Morris Dickstein, a literary critic best known for studies of American culture in the 1960s and in the Great Depression, has died. He was 81.
A longtime professor of English and theater at the City University of New York, Dickstein was one of the last survivors of a generation of “New York intellectuals” who waged cerebral combat in small magazines like Partisan Review, of which he was a contributing editor.
He died March 23 at his Manhattan home.
Dickstein grew up in a five-story walk-up on Henry Street on the Lower East Side, where he attended the Rabbi Jacob Joseph School. He flourished at Columbia College while also taking courses at the nearby Jewish Theological Seminary.

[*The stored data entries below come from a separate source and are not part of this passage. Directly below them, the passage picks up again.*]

//! Key resolution against a message table.
//!
//! The [`Translator`] is stateless: it is given the locale (or a requested
//! locale to match) on every call. Session-bound translation lives in
//! [`crate::Vlang`].

use tracing::{debug, warn};

use crate::{
    diagnostic::Diagnostic,
    locale::best_locale_match,
    options::TranslateOptions,
    plural::try_pluralize,
    types::{Count, MessageEntry, MessageTable},
};

#[derive(Debug, Clone, Copy, Default, PartialEq, Eq)]
pub struct Translator {
    options: TranslateOptions,
}

impl Translator {
    pub fn new(options: TranslateOptions) -> Self {
        Translator { options }
    }

    pub fn options(&self) -> &TranslateOptions {
        &self.options
    }

    /// Renders `entry` for `key`.
    ///
    /// A count asks for the pluralized form, no count for the static form;
    /// asking for the wrong form is a [`Diagnostic`].
    pub fn resolve_entry(
        &self,
        key: &str,
        entry: Option<&MessageEntry>,
        count: Option<Count>,
    ) -> Result<String, Diagnostic> {
        let Some(entry) = entry else {
            return Err(Diagnostic::MissingKey {
                key: key.to_string(),
            });
        };

        match (entry, count) {
            (MessageEntry::Static(text), None) => Ok(text.clone()),
            (MessageEntry::Static(_), Some(_)) => Err(Diagnostic::ExpectedPlural {
                key: key.to_string(),
            }),
            (MessageEntry::Pluralized(_), None) => Err(Diagnostic::ExpectedStatic {
                key: key.to_string(),
            }),
            (MessageEntry::Pluralized(forms), Some(n)) => {
                try_pluralize(forms, n, self.options.substitution)
            }
        }
    }

    /// Resolves `key` in the bucket of exactly `locale`.
    ///
    /// A locale without a bucket behaves like an empty bucket.
    pub fn resolve(
        &self,
        locale: &str,
        key: &str,
        count: Option<Count>,
        table: &MessageTable,
    ) -> Result<String, Diagnostic> {
        self.resolve_entry(key, table.lookup(locale, key), count)
    }

    /// Same as [`Translator::resolve`], rendering diagnostics as sentinels.
    pub fn translate(
        &self,
        locale: &str,
        key: &str,
        count: Option<Count>,
        table: &MessageTable,
    ) -> String {
        self.resolve(locale, key, count, table)
            .unwrap_or_else(|diagnostic| self.render(locale, diagnostic))
    }

    /// Resolves `key` in whichever of the table's locales best matches
    /// `requested`.
    pub fn resolve_best_match(
        &self,
        requested: Option<&str>,
        key: &str,
        count: Option<Count>,
        table: &MessageTable,
    ) -> Result<String, Diagnostic> {
        let locales = table.locales();
        match best_locale_match(&locales, requested) {
            Some(locale) => self.resolve(locale, key, count, table),
            None => self.resolve_entry(key, None, count),
        }
    }

    /// Same as [`Translator::resolve_best_match`], rendering diagnostics as
    /// sentinels.
    pub fn translate_best_match(
        &self,
        requested: Option<&str>,
        key: &str,
        count: Option<Count>,
        table: &MessageTable,
    ) -> String {
        self.resolve_best_match(requested, key, count, table)
            .unwrap_or_else(|diagnostic| self.render(requested.unwrap_or_default(), diagnostic))
    }

    fn render(&self, locale: &str, diagnostic: Diagnostic) -> String {
        match &diagnostic {
            Diagnostic::MissingKey { key } if !self.options.debug => {
                warn!(locale, key = %key, "missing translation key");
            }
            _ => debug!(locale, %diagnostic, "translation fell back to a diagnostic"),
        }
        diagnostic.render(self.options.debug)
    }
}

#[cfg(test)]
mod tests {
    use super::*;
    use crate::{
        diagnostic::NO_PLURAL_OPTION,
        plural::Substitution,
        types::{LocaleMessages, PluralForms},
    };

    fn table() -> MessageTable {
        MessageTable::from_records(vec![
            LocaleMessages::new("en")
                .with("HELLO", "Hi")
                .with(
                    "ITEMS",
                    PluralForms::new([("0,1", "{} item"), ("2,", "{} items")]),
                )
                .with("PAIR", PluralForms::new([("0,", "{} and {}")])),
            LocaleMessages::new("fr").with("HELLO", "Salut"),
        ])
    }

    #[test]
    fn test_static_entry() {
        let t = Translator::default();
        assert_eq!(t.translate("en", "HELLO", None, &table()), "Hi");
        assert_eq!(t.translate("fr", "HELLO", None, &table()), "Salut");
    }

    #[test]
    fn test_missing_key() {
        let t = Translator::default();
        assert_eq!(
            t.translate("en", "MISSING", None, &table()),
            "!!! MISSING KEY \"MISSING\" !!!"
        );
    }

    #[test]
    fn test_missing_key_without_debug_returns_key() {
        let t = Translator::new(TranslateOptions::new().with_debug(false));
        assert_eq!(t.translate("en", "MISSING", None, &table()), "MISSING");
    }

    #[test]
    fn test_missing_bucket_is_empty() {
        let t = Translator::default();
        assert_eq!(
            t.resolve("de", "HELLO", None, &table()),
            Err(Diagnostic::MissingKey {
                key: "HELLO".to_string()
            })
        );
    }

    #[test]
    fn test_pluralized_entry() {
        let t = Translator::default();
        assert_eq!(t.translate("en", "ITEMS", Some(3.into()), &table()), "3 items");
        assert_eq!(t.translate("en", "ITEMS", Some(1.into()), &table()), "1 item");
    }

    #[test]
    fn test_pluralized_without_match() {
        let t = Translator::default();
        assert_eq!(
            t.translate("en", "ITEMS", Some((-1).into()), &table()),
            NO_PLURAL_OPTION
        );
    }

    #[test]
    fn test_pluralized_entry_used_as_static() {
        let t = Translator::default();
        let out = t.translate("en", "ITEMS", None, &table());
        assert_eq!(
            out,
            "!!! USING \"ITEMS\" AS REGULAR STRING, BUT IT'S PLURALIZABLE !!!"
        );
        assert_ne!(out, "{} item");
    }

    #[test]
    fn test_static_entry_used_as_pluralized() {
        let t = Translator::new(TranslateOptions::new().with_debug(false));
        assert_eq!(
            t.translate("en", "HELLO", Some(2.into()), &table()),
            "!!! USING \"HELLO\" AS PLURALIZABLE STRING, BUT IT's NOT !!!"
        );
    }

    #[test]
    fn test_numeric_string_count() {
        let t = Translator::default();
        assert_eq!(
            t.translate("en", "ITEMS", Count::parse("2"), &table()),
            "2 items"
        );
        // Not a number: treated as no count at all.
        assert_eq!(
            t.translate("en", "HELLO", Count::parse("lots"), &table()),
            "Hi"
        );
    }

    #[test]
    fn test_substitution_all() {
        let first = Translator::default();
        let all = Translator::new(TranslateOptions::new().with_substitution(Substitution::All));
        assert_eq!(first.translate("en", "PAIR", Some(2.into()), &table()), "2 and {}");
        assert_eq!(all.translate("en", "PAIR", Some(2.into()), &table()), "2 and 2");
    }

    #[test]
    fn test_best_match() {
        let t = Translator::default();
        assert_eq!(
            t.translate_best_match(Some("fr-CA"), "HELLO", None, &table()),
            "Salut"
        );
        assert_eq!(
            t.translate_best_match(Some("ja"), "HELLO", None, &table()),
            "Hi"
        );
        assert_eq!(
            t.translate_best_match(None, "HELLO", None, &table()),
            "Hi"
        );
    }

    #[test]
    fn test_best_match_on_empty_table() {
        let t = Translator::default();
        assert_eq!(
            t.translate_best_match(Some("en"), "HELLO", None, &MessageTable::new()),
            "!!! MISSING KEY \"HELLO\" !!!"
        );
    }

    #[test]
    fn test_empty_static_text_is_a_translation() {
        let table = MessageTable::from_records(vec![LocaleMessages::new("en").with("EMPTY", "")]);
        assert_eq!(Translator::default().translate("en", "EMPTY", None, &table), "");
    }

    #[test]
    fn test_translate_is_pure() {
        let t = Translator::default();
        let table = table();
        let a = t.translate("en", "ITEMS", Some(5.into()), &table);
        let b = t.translate("en", "ITEMS", Some(5.into()), &table);
        assert_eq!(a, b);
    }
}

“College set me on a path I continue to pursue. Not many stay on the same path. I remained in the university world,” he told The New York Jewish Week in 2015 upon the publication of his memoir, “Why Not Say What Happened.”
After graduate studies at Yale (where he earned his doctorate) and a term at Cambridge, Dickstein took his first teaching position at Columbia. He taught at Queens College and at the Graduate Center at CUNY.
His best known books are “Gates of Eden” (1977), about the literature of the turbulent ’60s, and “Dancing in the Dark” (2009), about the vital popular culture created amid the Depression. Writing about the latter, critic Adam Kirsch called Dickstein “one of our best literary and cultural critics, in part because he writes with more personal passion and engagement than academics usually do.”
Asked about how his yeshiva education shaped him, Dickstein once said, “Probably more than I realize. You can say that literary interpretation and being book-oriented is related to the Talmudic discourses and interpretation that you do in Talmudic analysis.”